:: EXERCISE AIM ::
In the data below, the answer is the run of lines from the line containing "pub fn values(&self) -> &[F]" through the line containing "for y in self.lagranges.iter_mut()", both included; print it exactly and nothing else.

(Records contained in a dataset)

+ + + + +

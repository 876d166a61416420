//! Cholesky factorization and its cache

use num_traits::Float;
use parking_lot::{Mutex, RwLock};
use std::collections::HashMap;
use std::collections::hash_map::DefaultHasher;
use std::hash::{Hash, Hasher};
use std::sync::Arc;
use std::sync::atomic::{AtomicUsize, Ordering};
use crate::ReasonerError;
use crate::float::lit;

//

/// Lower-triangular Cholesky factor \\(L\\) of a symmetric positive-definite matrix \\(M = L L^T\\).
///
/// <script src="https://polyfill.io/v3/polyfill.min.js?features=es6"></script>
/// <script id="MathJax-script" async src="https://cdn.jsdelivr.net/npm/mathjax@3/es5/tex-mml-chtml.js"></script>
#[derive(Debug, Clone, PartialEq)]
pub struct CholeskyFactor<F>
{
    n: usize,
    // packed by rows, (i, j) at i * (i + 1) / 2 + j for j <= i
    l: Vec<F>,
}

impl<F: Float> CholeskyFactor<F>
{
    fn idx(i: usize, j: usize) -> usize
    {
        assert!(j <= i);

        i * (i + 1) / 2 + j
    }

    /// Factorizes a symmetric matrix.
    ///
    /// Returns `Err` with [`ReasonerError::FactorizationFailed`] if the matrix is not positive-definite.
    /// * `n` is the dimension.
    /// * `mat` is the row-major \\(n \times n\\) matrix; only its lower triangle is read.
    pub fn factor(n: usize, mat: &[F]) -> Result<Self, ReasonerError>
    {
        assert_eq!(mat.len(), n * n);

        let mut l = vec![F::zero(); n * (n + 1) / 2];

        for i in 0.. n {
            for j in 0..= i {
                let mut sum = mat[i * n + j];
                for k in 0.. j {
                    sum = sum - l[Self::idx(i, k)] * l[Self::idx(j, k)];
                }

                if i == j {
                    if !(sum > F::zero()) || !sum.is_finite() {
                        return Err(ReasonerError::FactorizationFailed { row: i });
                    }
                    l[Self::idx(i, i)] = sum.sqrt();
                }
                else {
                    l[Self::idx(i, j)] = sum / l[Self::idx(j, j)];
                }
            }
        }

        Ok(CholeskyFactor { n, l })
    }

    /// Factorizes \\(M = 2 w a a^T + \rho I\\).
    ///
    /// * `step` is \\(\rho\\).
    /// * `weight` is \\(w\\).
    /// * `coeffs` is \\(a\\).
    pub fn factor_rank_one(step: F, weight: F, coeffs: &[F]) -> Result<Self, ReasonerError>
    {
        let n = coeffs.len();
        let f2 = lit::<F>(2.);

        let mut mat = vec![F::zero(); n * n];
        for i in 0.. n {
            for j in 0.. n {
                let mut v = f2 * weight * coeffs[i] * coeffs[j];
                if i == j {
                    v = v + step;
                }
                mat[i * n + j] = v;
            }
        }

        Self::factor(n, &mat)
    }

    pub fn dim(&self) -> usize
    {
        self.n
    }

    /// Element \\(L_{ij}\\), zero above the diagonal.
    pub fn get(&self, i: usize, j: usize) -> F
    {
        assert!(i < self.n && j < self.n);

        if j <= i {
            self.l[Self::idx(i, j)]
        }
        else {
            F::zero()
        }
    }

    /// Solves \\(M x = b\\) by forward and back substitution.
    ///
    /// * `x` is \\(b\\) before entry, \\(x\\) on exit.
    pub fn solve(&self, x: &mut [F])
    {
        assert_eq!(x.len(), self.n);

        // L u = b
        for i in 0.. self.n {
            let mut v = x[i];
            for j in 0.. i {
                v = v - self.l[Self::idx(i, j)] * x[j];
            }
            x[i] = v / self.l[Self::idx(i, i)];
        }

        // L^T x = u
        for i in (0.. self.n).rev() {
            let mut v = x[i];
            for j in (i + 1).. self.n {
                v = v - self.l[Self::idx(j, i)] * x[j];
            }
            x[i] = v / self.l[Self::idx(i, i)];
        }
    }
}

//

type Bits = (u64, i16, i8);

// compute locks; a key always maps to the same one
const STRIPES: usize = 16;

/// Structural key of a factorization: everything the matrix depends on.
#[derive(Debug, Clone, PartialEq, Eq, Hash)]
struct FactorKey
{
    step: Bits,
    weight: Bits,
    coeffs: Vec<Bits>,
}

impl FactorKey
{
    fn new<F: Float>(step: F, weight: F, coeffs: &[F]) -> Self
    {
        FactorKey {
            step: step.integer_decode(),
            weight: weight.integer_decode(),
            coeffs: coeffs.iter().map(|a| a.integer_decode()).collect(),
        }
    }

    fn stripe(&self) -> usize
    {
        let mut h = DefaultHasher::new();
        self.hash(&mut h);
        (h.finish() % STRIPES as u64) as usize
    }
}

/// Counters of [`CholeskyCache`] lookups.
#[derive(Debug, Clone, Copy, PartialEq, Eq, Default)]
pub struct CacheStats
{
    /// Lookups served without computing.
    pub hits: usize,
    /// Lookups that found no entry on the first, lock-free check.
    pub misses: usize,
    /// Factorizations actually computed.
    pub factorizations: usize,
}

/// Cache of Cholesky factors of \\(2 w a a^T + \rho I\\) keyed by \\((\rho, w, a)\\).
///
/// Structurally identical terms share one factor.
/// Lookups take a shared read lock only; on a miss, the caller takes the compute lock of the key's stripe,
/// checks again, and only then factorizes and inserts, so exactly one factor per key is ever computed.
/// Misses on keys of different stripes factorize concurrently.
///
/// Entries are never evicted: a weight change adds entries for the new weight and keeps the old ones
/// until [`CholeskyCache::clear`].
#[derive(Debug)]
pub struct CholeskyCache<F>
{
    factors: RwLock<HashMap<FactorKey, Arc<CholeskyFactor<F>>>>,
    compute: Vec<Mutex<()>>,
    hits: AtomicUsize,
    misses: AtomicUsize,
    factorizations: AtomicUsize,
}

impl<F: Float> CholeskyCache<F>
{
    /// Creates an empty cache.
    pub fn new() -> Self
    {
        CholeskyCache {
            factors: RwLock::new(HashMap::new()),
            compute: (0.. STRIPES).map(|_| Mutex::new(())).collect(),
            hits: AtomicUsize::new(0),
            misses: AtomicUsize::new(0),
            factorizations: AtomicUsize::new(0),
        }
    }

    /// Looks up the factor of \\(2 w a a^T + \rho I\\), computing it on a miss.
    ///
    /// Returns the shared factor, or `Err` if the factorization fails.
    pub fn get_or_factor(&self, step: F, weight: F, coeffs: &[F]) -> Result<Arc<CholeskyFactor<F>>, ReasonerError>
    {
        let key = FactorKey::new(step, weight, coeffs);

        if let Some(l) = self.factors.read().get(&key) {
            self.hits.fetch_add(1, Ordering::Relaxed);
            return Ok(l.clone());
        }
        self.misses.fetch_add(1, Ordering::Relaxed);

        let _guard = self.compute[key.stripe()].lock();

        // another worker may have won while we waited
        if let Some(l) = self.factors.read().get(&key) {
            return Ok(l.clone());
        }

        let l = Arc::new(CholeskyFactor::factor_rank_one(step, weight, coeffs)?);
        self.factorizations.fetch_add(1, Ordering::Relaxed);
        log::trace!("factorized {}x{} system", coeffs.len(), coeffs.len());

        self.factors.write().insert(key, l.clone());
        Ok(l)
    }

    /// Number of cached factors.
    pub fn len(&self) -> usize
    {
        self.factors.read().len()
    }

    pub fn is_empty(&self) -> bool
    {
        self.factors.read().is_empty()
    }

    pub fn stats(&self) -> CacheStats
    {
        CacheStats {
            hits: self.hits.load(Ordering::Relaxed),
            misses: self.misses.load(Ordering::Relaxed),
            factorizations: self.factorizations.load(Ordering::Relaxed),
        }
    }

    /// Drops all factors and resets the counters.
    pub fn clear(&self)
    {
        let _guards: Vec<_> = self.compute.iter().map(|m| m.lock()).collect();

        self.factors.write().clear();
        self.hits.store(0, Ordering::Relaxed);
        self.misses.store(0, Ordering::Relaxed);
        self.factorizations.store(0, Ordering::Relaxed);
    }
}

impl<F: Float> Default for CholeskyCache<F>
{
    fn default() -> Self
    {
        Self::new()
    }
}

+ + + + +

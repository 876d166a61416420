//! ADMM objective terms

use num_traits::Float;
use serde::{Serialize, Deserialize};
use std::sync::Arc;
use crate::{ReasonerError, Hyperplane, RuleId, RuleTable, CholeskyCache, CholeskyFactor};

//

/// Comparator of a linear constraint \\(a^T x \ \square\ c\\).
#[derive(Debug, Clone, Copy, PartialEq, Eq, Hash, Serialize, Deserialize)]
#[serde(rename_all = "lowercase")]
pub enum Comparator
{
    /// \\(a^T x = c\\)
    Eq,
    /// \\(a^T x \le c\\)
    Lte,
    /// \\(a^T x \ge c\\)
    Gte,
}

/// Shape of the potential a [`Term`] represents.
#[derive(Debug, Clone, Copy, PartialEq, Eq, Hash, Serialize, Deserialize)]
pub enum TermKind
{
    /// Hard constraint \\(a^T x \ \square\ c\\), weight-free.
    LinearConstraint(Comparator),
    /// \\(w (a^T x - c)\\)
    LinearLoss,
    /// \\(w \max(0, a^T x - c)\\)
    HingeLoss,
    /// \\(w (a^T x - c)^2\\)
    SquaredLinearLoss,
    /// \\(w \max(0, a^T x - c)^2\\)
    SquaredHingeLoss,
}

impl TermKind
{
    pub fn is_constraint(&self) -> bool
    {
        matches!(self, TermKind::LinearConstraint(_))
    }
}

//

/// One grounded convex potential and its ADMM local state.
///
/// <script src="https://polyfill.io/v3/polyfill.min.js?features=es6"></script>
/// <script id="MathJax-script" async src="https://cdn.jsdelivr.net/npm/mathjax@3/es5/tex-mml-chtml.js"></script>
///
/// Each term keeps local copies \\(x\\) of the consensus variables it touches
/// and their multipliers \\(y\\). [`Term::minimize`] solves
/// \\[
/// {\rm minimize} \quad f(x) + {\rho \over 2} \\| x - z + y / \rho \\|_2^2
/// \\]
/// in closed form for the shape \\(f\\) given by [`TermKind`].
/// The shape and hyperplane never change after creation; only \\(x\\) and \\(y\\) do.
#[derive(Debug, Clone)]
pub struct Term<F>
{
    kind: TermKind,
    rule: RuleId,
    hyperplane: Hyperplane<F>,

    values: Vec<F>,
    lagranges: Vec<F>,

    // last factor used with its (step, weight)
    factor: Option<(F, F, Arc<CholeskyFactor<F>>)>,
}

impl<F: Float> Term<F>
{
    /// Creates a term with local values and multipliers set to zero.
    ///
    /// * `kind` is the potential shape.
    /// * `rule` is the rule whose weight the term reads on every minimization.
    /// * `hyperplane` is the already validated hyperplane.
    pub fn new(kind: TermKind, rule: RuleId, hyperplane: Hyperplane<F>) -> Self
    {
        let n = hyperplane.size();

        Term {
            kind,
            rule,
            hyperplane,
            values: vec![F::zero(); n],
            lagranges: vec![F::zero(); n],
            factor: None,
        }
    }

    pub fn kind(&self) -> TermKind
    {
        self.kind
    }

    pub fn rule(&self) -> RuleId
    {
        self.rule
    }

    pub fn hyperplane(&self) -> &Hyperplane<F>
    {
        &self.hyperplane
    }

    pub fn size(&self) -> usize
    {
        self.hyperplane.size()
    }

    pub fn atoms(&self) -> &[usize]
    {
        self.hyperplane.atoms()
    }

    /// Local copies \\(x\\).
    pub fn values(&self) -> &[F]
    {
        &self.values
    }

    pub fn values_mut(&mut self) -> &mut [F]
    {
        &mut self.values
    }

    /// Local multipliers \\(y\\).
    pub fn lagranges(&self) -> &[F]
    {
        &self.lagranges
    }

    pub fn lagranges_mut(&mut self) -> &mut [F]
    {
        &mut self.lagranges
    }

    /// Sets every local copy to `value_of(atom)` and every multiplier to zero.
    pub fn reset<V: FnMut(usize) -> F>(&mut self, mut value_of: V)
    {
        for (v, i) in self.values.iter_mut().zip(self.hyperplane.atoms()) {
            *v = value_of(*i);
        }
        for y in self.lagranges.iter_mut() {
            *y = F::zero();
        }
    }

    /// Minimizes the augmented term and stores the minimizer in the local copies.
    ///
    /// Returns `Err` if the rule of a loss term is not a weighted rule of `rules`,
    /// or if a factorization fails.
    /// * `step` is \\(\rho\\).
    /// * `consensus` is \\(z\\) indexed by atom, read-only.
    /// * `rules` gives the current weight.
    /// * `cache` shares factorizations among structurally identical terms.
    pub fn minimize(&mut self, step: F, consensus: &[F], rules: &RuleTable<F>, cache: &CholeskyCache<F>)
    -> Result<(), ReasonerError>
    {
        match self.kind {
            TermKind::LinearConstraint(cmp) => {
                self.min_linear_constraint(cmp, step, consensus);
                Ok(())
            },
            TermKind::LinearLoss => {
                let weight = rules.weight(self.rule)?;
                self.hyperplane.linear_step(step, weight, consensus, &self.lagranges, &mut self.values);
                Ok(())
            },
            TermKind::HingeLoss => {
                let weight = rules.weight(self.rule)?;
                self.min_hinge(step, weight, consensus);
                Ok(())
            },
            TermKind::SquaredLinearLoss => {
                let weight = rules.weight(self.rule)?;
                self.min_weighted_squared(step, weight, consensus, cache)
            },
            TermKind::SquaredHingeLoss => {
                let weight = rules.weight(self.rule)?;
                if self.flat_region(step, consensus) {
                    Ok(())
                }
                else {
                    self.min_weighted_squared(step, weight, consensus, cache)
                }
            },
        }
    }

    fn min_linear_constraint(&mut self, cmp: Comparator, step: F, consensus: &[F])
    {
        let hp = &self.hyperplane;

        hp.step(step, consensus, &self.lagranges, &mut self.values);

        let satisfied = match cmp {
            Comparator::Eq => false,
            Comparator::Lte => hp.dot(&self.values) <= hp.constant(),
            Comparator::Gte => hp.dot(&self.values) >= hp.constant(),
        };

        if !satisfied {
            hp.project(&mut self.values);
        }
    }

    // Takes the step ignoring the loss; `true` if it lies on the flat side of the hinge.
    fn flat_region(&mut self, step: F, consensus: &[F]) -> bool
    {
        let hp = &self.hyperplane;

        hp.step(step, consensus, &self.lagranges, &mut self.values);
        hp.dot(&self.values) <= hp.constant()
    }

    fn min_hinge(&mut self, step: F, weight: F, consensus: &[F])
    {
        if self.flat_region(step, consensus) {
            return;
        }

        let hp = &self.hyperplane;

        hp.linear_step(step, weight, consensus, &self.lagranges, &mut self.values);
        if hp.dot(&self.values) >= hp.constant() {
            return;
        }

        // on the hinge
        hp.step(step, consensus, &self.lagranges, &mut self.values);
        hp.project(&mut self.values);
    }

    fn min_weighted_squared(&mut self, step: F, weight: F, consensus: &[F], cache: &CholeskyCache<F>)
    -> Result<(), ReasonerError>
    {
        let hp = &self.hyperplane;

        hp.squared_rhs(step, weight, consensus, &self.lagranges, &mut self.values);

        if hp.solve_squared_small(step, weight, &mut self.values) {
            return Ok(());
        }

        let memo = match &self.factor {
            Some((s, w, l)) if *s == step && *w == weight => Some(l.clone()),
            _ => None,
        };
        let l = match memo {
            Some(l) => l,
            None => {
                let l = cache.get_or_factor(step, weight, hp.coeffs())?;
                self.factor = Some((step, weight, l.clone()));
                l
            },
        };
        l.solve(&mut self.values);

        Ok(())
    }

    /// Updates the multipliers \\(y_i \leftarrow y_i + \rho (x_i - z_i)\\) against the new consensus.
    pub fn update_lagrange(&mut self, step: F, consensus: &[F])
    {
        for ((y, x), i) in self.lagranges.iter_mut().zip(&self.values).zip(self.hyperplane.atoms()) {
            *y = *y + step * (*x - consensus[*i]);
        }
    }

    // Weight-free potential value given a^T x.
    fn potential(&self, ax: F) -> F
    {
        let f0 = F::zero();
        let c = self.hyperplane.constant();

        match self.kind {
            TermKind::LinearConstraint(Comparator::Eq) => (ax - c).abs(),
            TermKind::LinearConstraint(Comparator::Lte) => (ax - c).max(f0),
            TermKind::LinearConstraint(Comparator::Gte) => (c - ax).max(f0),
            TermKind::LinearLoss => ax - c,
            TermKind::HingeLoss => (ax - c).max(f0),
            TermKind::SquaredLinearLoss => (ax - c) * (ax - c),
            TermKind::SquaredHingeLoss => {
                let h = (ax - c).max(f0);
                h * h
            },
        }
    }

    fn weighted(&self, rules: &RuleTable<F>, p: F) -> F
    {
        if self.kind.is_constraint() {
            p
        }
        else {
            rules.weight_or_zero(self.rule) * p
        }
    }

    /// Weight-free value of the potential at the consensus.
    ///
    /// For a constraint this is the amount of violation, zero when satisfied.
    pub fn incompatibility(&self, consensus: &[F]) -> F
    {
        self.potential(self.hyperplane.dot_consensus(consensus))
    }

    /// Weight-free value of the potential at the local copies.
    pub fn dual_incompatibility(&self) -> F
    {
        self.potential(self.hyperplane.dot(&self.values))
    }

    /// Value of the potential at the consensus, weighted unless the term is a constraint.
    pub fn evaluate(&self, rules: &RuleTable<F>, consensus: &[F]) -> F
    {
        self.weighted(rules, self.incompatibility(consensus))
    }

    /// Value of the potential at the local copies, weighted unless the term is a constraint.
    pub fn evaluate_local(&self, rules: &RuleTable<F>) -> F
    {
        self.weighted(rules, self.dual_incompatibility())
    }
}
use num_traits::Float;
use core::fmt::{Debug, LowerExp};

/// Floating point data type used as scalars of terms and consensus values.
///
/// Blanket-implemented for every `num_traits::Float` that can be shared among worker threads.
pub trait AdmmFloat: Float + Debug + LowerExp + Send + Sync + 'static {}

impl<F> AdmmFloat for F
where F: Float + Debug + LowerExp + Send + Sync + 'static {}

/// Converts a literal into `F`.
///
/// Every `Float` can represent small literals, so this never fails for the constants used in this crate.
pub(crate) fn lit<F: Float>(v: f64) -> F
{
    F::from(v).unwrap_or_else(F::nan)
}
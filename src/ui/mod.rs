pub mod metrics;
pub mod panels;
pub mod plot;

+ + + + +

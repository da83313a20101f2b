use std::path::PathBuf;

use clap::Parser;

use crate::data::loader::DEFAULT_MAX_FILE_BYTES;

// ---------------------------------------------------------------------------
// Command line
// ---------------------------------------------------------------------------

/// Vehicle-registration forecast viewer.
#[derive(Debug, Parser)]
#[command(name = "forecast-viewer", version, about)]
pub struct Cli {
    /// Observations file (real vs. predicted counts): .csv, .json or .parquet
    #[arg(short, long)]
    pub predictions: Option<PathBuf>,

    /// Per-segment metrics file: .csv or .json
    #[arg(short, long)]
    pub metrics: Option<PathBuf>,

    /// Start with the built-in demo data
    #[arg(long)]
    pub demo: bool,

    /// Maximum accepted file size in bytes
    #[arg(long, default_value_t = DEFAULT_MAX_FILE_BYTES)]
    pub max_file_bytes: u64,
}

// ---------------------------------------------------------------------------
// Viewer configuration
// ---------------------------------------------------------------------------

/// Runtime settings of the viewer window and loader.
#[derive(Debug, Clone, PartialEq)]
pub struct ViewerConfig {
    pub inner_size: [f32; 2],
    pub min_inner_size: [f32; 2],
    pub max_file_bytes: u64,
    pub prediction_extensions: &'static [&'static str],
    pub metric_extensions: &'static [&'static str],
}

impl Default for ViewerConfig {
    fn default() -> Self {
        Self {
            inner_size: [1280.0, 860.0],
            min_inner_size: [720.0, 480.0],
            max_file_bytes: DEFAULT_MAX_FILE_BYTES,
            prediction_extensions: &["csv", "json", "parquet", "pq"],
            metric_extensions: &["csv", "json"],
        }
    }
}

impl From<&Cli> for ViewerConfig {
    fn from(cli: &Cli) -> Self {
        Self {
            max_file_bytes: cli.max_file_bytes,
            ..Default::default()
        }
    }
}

+ + + + +

:: ANSWER SPACE ::
    pub fn values(&self) -> &[F]
    {
        &self.values
    }

    pub fn values_mut(&mut self) -> &mut [F]
    {
        &mut self.values
    }

    /// Local multipliers \\(y\\).
    pub fn lagranges(&self) -> &[F]
    {
        &self.lagranges
    }

    pub fn lagranges_mut(&mut self) -> &mut [F]
    {
        &mut self.lagranges
    }

    /// Sets every local copy to `value_of(atom)` and every multiplier to zero.
    pub fn reset<V: FnMut(usize) -> F>(&mut self, mut value_of: V)
    {
        for (v, i) in self.values.iter_mut().zip(self.hyperplane.atoms()) {
            *v = value_of(*i);
        }
        for y in self.lagranges.iter_mut() {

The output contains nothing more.